──────── Data for review

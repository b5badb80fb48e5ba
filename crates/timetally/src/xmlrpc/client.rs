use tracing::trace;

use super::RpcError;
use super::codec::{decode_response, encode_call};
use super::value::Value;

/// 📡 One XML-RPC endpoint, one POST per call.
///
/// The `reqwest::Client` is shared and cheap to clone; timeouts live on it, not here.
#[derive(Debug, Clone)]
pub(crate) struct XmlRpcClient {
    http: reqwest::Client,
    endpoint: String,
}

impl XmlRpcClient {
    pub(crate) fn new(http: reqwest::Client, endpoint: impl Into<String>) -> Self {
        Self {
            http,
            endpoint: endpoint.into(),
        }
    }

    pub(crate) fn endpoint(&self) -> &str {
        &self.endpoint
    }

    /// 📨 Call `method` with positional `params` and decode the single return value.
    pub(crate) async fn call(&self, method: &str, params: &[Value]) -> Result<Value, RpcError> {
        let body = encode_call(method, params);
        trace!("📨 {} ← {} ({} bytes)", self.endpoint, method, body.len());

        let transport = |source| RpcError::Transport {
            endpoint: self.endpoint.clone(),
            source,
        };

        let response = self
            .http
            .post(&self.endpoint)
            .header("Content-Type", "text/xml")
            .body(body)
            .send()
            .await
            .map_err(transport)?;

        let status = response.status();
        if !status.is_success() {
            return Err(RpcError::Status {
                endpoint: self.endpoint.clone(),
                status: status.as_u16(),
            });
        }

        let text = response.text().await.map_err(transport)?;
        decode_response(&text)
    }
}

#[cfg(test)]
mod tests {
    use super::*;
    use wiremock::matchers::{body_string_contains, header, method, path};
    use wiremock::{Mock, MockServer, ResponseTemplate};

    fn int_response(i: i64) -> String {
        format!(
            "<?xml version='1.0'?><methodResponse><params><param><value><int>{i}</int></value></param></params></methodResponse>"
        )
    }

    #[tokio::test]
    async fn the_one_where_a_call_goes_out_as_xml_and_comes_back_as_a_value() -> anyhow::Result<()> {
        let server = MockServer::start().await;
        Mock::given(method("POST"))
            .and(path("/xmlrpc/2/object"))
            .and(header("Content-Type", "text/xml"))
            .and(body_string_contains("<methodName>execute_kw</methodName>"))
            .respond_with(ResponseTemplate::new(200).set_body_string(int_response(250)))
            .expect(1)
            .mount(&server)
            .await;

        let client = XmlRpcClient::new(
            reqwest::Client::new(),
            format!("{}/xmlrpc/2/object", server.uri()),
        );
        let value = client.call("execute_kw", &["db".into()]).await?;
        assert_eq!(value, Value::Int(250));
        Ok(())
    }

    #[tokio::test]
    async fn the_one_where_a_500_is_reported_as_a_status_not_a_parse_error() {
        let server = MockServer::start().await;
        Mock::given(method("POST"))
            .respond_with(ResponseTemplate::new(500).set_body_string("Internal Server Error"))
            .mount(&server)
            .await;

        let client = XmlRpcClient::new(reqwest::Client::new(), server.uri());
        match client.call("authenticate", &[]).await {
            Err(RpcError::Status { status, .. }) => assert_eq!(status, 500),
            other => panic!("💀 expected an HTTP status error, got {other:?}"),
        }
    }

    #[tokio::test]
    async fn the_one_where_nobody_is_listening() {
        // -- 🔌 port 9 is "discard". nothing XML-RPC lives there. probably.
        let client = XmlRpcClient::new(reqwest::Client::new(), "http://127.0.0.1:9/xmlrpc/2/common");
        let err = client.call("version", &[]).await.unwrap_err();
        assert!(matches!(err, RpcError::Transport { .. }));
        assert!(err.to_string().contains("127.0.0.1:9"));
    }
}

────────────────
──────── Data for review

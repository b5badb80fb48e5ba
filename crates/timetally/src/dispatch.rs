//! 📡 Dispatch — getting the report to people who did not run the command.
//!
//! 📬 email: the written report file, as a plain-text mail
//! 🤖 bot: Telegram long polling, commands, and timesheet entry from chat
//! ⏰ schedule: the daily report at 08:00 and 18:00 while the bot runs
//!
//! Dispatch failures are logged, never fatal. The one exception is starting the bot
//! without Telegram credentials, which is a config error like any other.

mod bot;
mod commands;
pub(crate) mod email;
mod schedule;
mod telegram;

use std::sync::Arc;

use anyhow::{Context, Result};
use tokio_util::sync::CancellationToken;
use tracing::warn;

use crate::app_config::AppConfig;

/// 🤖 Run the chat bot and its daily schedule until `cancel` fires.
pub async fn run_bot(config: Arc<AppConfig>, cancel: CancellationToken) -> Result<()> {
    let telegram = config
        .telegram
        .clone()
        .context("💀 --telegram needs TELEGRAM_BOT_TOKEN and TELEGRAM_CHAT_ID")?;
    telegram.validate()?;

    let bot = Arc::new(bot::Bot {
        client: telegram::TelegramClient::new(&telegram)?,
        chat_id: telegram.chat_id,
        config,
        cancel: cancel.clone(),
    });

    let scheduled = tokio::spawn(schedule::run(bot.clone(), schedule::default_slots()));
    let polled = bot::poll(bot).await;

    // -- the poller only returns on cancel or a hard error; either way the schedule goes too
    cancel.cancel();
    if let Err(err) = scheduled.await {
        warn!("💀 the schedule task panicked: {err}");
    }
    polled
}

────────────────

The lines holding the word "format" are the answer. Pull them out of the records and copy them.

Expected answer |
        format!(
            format!("{}/xmlrpc/2/object", server.uri()),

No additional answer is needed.